REPORTABLE ZLR (9)
Judgment No S.C. 16\2002
Civil Appeal No 47\2001
FOODEX (PRIVATE) LIMITED v CLIMAX INVESTMENTS (PRIVATE) LIMITED
SUPREME COURT OF ZIMBABWE
CHIDYAUSIKU CJ, EBRAHIM JA & SANDURA JA
HARARE JANUARY 29 & APRIL 12, 2002
R.M. Fitches, for the appellant
P. Nherere, for the respondent
SANDURA JA: This is an appeal against a judgment of the High Court which ordered the appellant to pay to the respondent the sum of $40 476.45 together with interest and costs of suit. The summons had been issued against the appellant by the Zimbabwe Banking Corporation Limited (“Zimbank”), but Zimbank subsequently ceded its rights to the respondent.

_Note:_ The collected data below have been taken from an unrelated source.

//! Binary marker artifacts.
//!
//! All three formats are little-endian with fixed field widths:
//!
//! `.fset` (24-byte header, then 12-byte records)
//! ```text
//! 0  magic "FSET"   4  version u16   6  density u8   7  reserved u8
//! 8  width u32      12 height u32    16 dpi f32      20 count u32
//! ```
//! `.fset3` (8-byte header, then one block per level)
//! ```text
//! 0  magic "FST3"   4  version u16   6  levels u8    7  reserved u8
//! block: scale u32, width u32, height u32, count u32, records
//! ```
//! `.iset`
//! ```text
//! 0  magic "ISET"   4  version u16   6  reserved u16
//! 8  width u32      12 height u32    16 dpi f32      20 total features u32
//! 24 source length u16, then UTF-8 source reference
//! ```
//! A record is `x i32, y i32, score f32`.

mod fset;
mod fset3;
mod iset;

pub use fset::{decode_feature_set, encode_feature_set, FeatureSet};
pub use fset3::{decode_multiscale_set, encode_multiscale_set, MultiScaleSet};
pub use iset::{decode_image_set, encode_image_set, ImageSet};

use nft_marker_core::FeaturePoint;
use std::io::Write;

pub const FORMAT_VERSION: u16 = 1;
pub const FSET_MAGIC: [u8; 4] = *b"FSET";
pub const FSET3_MAGIC: [u8; 4] = *b"FST3";
pub const ISET_MAGIC: [u8; 4] = *b"ISET";

pub const FSET_HEADER_LEN: usize = 24;
pub const FSET3_HEADER_LEN: usize = 8;
pub const FSET3_BLOCK_HEADER_LEN: usize = 16;
pub const RECORD_LEN: usize = 12;

#[derive(thiserror::Error, Debug)]
pub enum EncodeError {
    #[error("{0} feature records do not fit a u32 count")]
    TooManyRecords(usize),
    #[error("{0} pyramid levels do not fit a u8 count")]
    TooManyLevels(usize),
    #[error("{field} = {value} does not fit a u32 header field")]
    FieldOverflow { field: &'static str, value: u64 },
    #[error(transparent)]
    Io(#[from] std::io::Error),
}

#[derive(thiserror::Error, Debug, PartialEq, Eq)]
pub enum DecodeArtifactError {
    #[error("bad magic {found:?} (expected {expected:?})")]
    BadMagic { expected: [u8; 4], found: [u8; 4] },
    #[error("unsupported format version {0}")]
    UnsupportedVersion(u16),
    #[error("artifact truncated at offset {offset} (needed {needed} more bytes)")]
    Truncated { offset: usize, needed: usize },
    #[error("unknown density code {0}")]
    UnknownDensity(u8),
    #[error("{0} unexpected trailing bytes")]
    TrailingBytes(usize),
    #[error("source reference is not valid UTF-8")]
    InvalidSourceReference,
}

pub(crate) fn count_u32(n: usize) -> Result<u32, EncodeError> {
    u32::try_from(n).map_err(|_| EncodeError::TooManyRecords(n))
}

pub(crate) fn field_u32(field: &'static str, value: usize) -> Result<u32, EncodeError> {
    u32::try_from(value).map_err(|_| EncodeError::FieldOverflow {
        field,
        value: value as u64,
    })
}

pub(crate) fn write_records<W: Write>(w: &mut W, points: &[FeaturePoint]) -> std::io::Result<()> {
    for p in points {
        w.write_all(&p.x.to_le_bytes())?;
        w.write_all(&p.y.to_le_bytes())?;
        w.write_all(&p.score.to_le_bytes())?;
    }
    Ok(())
}

/// Cursor over an artifact buffer.
pub(crate) struct ByteReader<'a> {
    buf: &'a [u8],
    pos: usize,
}

impl<'a> ByteReader<'a> {
    pub(crate) fn new(buf: &'a [u8]) -> Self {
        Self { buf, pos: 0 }
    }

    fn take<const N: usize>(&mut self) -> Result<[u8; N], DecodeArtifactError> {
        let end = self.pos + N;
        let bytes = self
            .buf
            .get(self.pos..end)
            .ok_or_else(|| DecodeArtifactError::Truncated {
                offset: self.pos,
                needed: end - self.buf.len(),
            })?;
        self.pos = end;
        let mut out = [0u8; N];
        out.copy_from_slice(bytes);
        Ok(out)
    }

    pub(crate) fn bytes(&mut self, len: usize) -> Result<&'a [u8], DecodeArtifactError> {
        let end = self.pos + len;
        let bytes = self
            .buf
            .get(self.pos..end)
            .ok_or_else(|| DecodeArtifactError::Truncated {
                offset: self.pos,
                needed: end - self.buf.len(),
            })?;
        self.pos = end;
        Ok(bytes)
    }

    pub(crate) fn u8(&mut self) -> Result<u8, DecodeArtifactError> {
        Ok(self.take::<1>()?[0])
    }

    pub(crate) fn u16(&mut self) -> Result<u16, DecodeArtifactError> {
        Ok(u16::from_le_bytes(self.take()?))
    }

    pub(crate) fn u32(&mut self) -> Result<u32, DecodeArtifactError> {
        Ok(u32::from_le_bytes(self.take()?))
    }

    pub(crate) fn i32(&mut self) -> Result<i32, DecodeArtifactError> {
        Ok(i32::from_le_bytes(self.take()?))
    }

    pub(crate) fn f32(&mut self) -> Result<f32, DecodeArtifactError> {
        Ok(f32::from_le_bytes(self.take()?))
    }

    /// Check magic and version.
    pub(crate) fn header(&mut self, magic: [u8; 4]) -> Result<(), DecodeArtifactError> {
        let found = self.take::<4>()?;
        if found != magic {
            return Err(DecodeArtifactError::BadMagic {
                expected: magic,
                found,
            });
        }
        let version = self.u16()?;
        if version != FORMAT_VERSION {
            return Err(DecodeArtifactError::UnsupportedVersion(version));
        }
        Ok(())
    }

    pub(crate) fn records(&mut self, count: u32) -> Result<Vec<FeaturePoint>, DecodeArtifactError> {
        // Bounds-check before allocating.
        let len = count as usize * RECORD_LEN;
        if self.remaining() < len {
            return Err(DecodeArtifactError::Truncated {
                offset: self.pos,
                needed: len - self.remaining(),
            });
        }
        let mut out = Vec::with_capacity(count as usize);
        for _ in 0..count {
            out.push(FeaturePoint {
                x: self.i32()?,
                y: self.i32()?,
                score: self.f32()?,
            });
        }
        Ok(out)
    }

    pub(crate) fn remaining(&self) -> usize {
        self.buf.len() - self.pos
    }

    pub(crate) fn finish(self) -> Result<(), DecodeArtifactError> {
        match self.remaining() {
            0 => Ok(()),
            n => Err(DecodeArtifactError::TrailingBytes(n)),
        }
    }
}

The relevant facts are as follows. The appellant had a letter of credit facility at the international division of Zimbank which facilitated the importation of various goods into the country by the appellant. In addition, the appellant had a current account at the Angwa Street branch of Zimbank.
In 1995 the appellant, intending to import certain goods from Morocco, applied for a letter of credit from the international division of Zimbank. The application was successful and the letter of credit was issued. It was a ninety day letter of credit.
However, when payment of the amount due in respect of the letter of credit was not made at the international division of Zimbank within the ninety day period, Zimbank debited the amount due to the appellant’s current account at its Angwa Street branch. As a result, the appellant’s current account was overdrawn, and Zimbank charged interest at the punitive rate of 43% per annum due to the fact that the overdraft was unauthorised.
When the appellant failed to clear the overdraft, Zimbank issued a summons against it, but subsequently ceded its rights in the action to the respondent.
Thereafter, when the matter was heard, the learned judge in the court a quo ordered the appellant to pay to the respondent the sum claimed together with interest and costs of suit. Aggrieved by that decision, the appellant appealed to this Court.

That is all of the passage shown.